[What you will do]
Return, in their exact form, the lines that lie between the start of the data below and the line containing "#[component]", with both ends included.

(Stored data)
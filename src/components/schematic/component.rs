use std::cell::RefCell;
use std::rc::Rc;

use leptos::prelude::*;
use log::{debug, warn};
use wasm_bindgen::prelude::*;
use web_sys::{CanvasRenderingContext2d, HtmlCanvasElement, MouseEvent, WheelEvent, Window};

use super::render;
use super::selection::SelectionController;
use super::state::CanvasState;
use super::store::{GraphStore, NodePatch};
use super::types::Position;

/// The schematic surface: draws the store's nodes and edges and turns
/// pointer gestures into selection, drag, pan, zoom, and connection
/// events against the shared signals.
#[component]
pub fn SchematicCanvas(
	store: RwSignal<GraphStore>,
	selection: RwSignal<SelectionController>,
) -> impl IntoView {
	let canvas_ref = NodeRef::<leptos::html::Canvas>::new();
	let state: Rc<RefCell<Option<CanvasState>>> = Rc::new(RefCell::new(None));
	let animate: Rc<RefCell<Option<Closure<dyn FnMut()>>>> = Rc::new(RefCell::new(None));
	let resize_cb: Rc<RefCell<Option<Closure<dyn FnMut()>>>> = Rc::new(RefCell::new(None));
	let (state_init, animate_init, resize_cb_init) =
		(state.clone(), animate.clone(), resize_cb.clone());

	Effect::new(move |_| {
		let Some(canvas) = canvas_ref.get() else {
			return;
		};
		let canvas: HtmlCanvasElement = canvas.into();
		let window: Window = web_sys::window().unwrap();

		let (w, h) = (
			canvas
				.parent_element()
				.map(|p| p.client_width() as f64)
				.unwrap_or(800.0),
			canvas
				.parent_element()
				.map(|p| p.client_height() as f64)
				.unwrap_or(600.0),
		);
		canvas.set_width(w as u32);
		canvas.set_height(h as u32);

		let ctx: CanvasRenderingContext2d = canvas
			.get_context("2d")
			.unwrap()
			.unwrap()
			.dyn_into()
			.unwrap();
		*state_init.borrow_mut() = Some(CanvasState::new(w, h));

		let (state_resize, canvas_resize) = (state_init.clone(), canvas.clone());
		*resize_cb_init.borrow_mut() = Some(Closure::new(move || {
			let (nw, nh) = (
				canvas_resize
					.parent_element()
					.map(|p| p.client_width() as f64)
					.unwrap_or(800.0),
				canvas_resize
					.parent_element()
					.map(|p| p.client_height() as f64)
					.unwrap_or(600.0),
			);
			canvas_resize.set_width(nw as u32);
			canvas_resize.set_height(nh as u32);
			if let Some(ref mut s) = *state_resize.borrow_mut() {
				s.resize(nw, nh);
			}
		}));
		if let Some(ref cb) = *resize_cb_init.borrow() {
			let _ = window.add_event_listener_with_callback("resize", cb.as_ref().unchecked_ref());
		}

		let (state_anim, animate_inner) = (state_init.clone(), animate_init.clone());
		*animate_init.borrow_mut() = Some(Closure::new(move || {
			if let Some(ref mut s) = *state_anim.borrow_mut() {
				s.tick(0.016);
				store.with_untracked(|graph| {
					selection.with_untracked(|sel| render::render(s, graph, sel, &ctx));
				});
			}
			if let Some(ref cb) = *animate_inner.borrow() {
				let _ = web_sys::window()
					.unwrap()
					.request_animation_frame(cb.as_ref().unchecked_ref());
			}
		}));
		if let Some(ref cb) = *animate_init.borrow() {
			let _ = window.request_animation_frame(cb.as_ref().unchecked_ref());
		}
	});

	let state_md = state.clone();
	let on_mousedown = move |ev: MouseEvent| {
		let canvas: HtmlCanvasElement = canvas_ref.get().unwrap().into();
		let rect = canvas.get_bounding_client_rect();
		let (x, y) = (
			ev.client_x() as f64 - rect.left(),
			ev.client_y() as f64 - rect.top(),
		);

		if let Some(ref mut s) = *state_md.borrow_mut() {
			// Port beats card beats edge beats background.
			let (port, node, edge) = store.with_untracked(|graph| {
				(
					s.source_port_at(graph, x, y),
					s.node_at(graph, x, y),
					s.edge_at(graph, x, y),
				)
			});
			if let Some(id) = port {
				let (gx, gy) = s.screen_to_graph(x, y);
				s.link.active = true;
				s.link.source_id = Some(id);
				s.link.cursor_x = gx;
				s.link.cursor_y = gy;
			} else if let Some(id) = node {
				selection.update(|sel| sel.select_node(&id));
				s.drag.active = true;
				s.drag.start_x = x;
				s.drag.start_y = y;
				s.drag.node_start = store
					.with_untracked(|graph| graph.node(&id).map(|n| n.position))
					.unwrap_or_default();
				s.drag.node_id = Some(id);
			} else if let Some(id) = edge {
				selection.update(|sel| sel.select_edge(id));
			} else {
				selection.update(|sel| sel.clear());
				s.pan.active = true;
				s.pan.start_x = x;
				s.pan.start_y = y;
				s.pan.transform_start_x = s.transform.x;
				s.pan.transform_start_y = s.transform.y;
			}
		}
	};

	let state_mm = state.clone();
	let on_mousemove = move |ev: MouseEvent| {
		let canvas: HtmlCanvasElement = canvas_ref.get().unwrap().into();
		let rect = canvas.get_bounding_client_rect();
		let (x, y) = (
			ev.client_x() as f64 - rect.left(),
			ev.client_y() as f64 - rect.top(),
		);

		if let Some(ref mut s) = *state_mm.borrow_mut() {
			if s.link.active {
				let (gx, gy) = s.screen_to_graph(x, y);
				s.link.cursor_x = gx;
				s.link.cursor_y = gy;
			} else if s.drag.active {
				if let Some(id) = s.drag.node_id.clone() {
					let (dx, dy) = (
						(x - s.drag.start_x) / s.transform.k,
						(y - s.drag.start_y) / s.transform.k,
					);
					let position =
						Position::new(s.drag.node_start.x + dx, s.drag.node_start.y + dy);
					store.update(|graph| {
						if let Err(err) = graph.update_node(&id, NodePatch::moved_to(position)) {
							warn!("drag ignored: {err}");
						}
					});
				}
			} else if s.pan.active {
				s.transform.x = s.pan.transform_start_x + (x - s.pan.start_x);
				s.transform.y = s.pan.transform_start_y + (y - s.pan.start_y);
			}
		}
	};

	let state_mu = state.clone();
	let on_mouseup = move |ev: MouseEvent| {
		let canvas: HtmlCanvasElement = canvas_ref.get().unwrap().into();
		let rect = canvas.get_bounding_client_rect();
		let (x, y) = (
			ev.client_x() as f64 - rect.left(),
			ev.client_y() as f64 - rect.top(),
		);

		if let Some(ref mut s) = *state_mu.borrow_mut() {
			if s.link.active {
				let target = store.with_untracked(|graph| s.node_at(graph, x, y));
				if let (Some(source), Some(target)) = (s.link.source_id.take(), target) {
					store.update(|graph| match graph.connect(&source, &target) {
						Ok(id) => debug!("connected {source} -> {target} as {id}"),
						Err(err) => warn!("connection rejected: {err}"),
					});
				}
			}
			s.link.active = false;
			s.link.source_id = None;
			s.drag.active = false;
			s.drag.node_id = None;
			s.pan.active = false;
		}
	};

	let state_ml = state.clone();
	let on_mouseleave = move |_: MouseEvent| {
		if let Some(ref mut s) = *state_ml.borrow_mut() {
			s.link.active = false;
			s.link.source_id = None;
			s.drag.active = false;
			s.drag.node_id = None;
			s.pan.active = false;
		}
	};

	let state_wh = state.clone();
	let on_wheel = move |ev: WheelEvent| {
		ev.prevent_default();
		let canvas: HtmlCanvasElement = canvas_ref.get().unwrap().into();
		let rect = canvas.get_bounding_client_rect();
		let (x, y) = (
			ev.client_x() as f64 - rect.left(),
			ev.client_y() as f64 - rect.top(),
		);

		if let Some(ref mut s) = *state_wh.borrow_mut() {
			s.zoom_at(x, y, ev.delta_y());
		}
	};

	view! {
		<canvas
			node_ref=canvas_ref
			class="schematic-canvas"
			on:mousedown=on_mousedown
			on:mousemove=on_mousemove
			on:mouseup=on_mouseup
			on:mouseleave=on_mouseleave
			on:wheel=on_wheel
			style="display: block; cursor: default;"
		/>
	}
}
use schematic_canvas::{App, init_logging};

fn main() {
	init_logging();
	leptos::mount::mount_to_body(App);
}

[Exercise answer]
filename src/components/schematic/component.rs
use std::cell::RefCell;
use std::rc::Rc;

use leptos::prelude::*;
use log::{debug, warn};
use wasm_bindgen::prelude::*;
use web_sys::{CanvasRenderingContext2d, HtmlCanvasElement, MouseEvent, WheelEvent, Window};

use super::render;
use super::selection::SelectionController;
use super::state::CanvasState;
use super::store::{GraphStore, NodePatch};
use super::types::Position;

/// The schematic surface: draws the store's nodes and edges and turns
/// pointer gestures into selection, drag, pan, zoom, and connection
/// events against the shared signals.
#[component]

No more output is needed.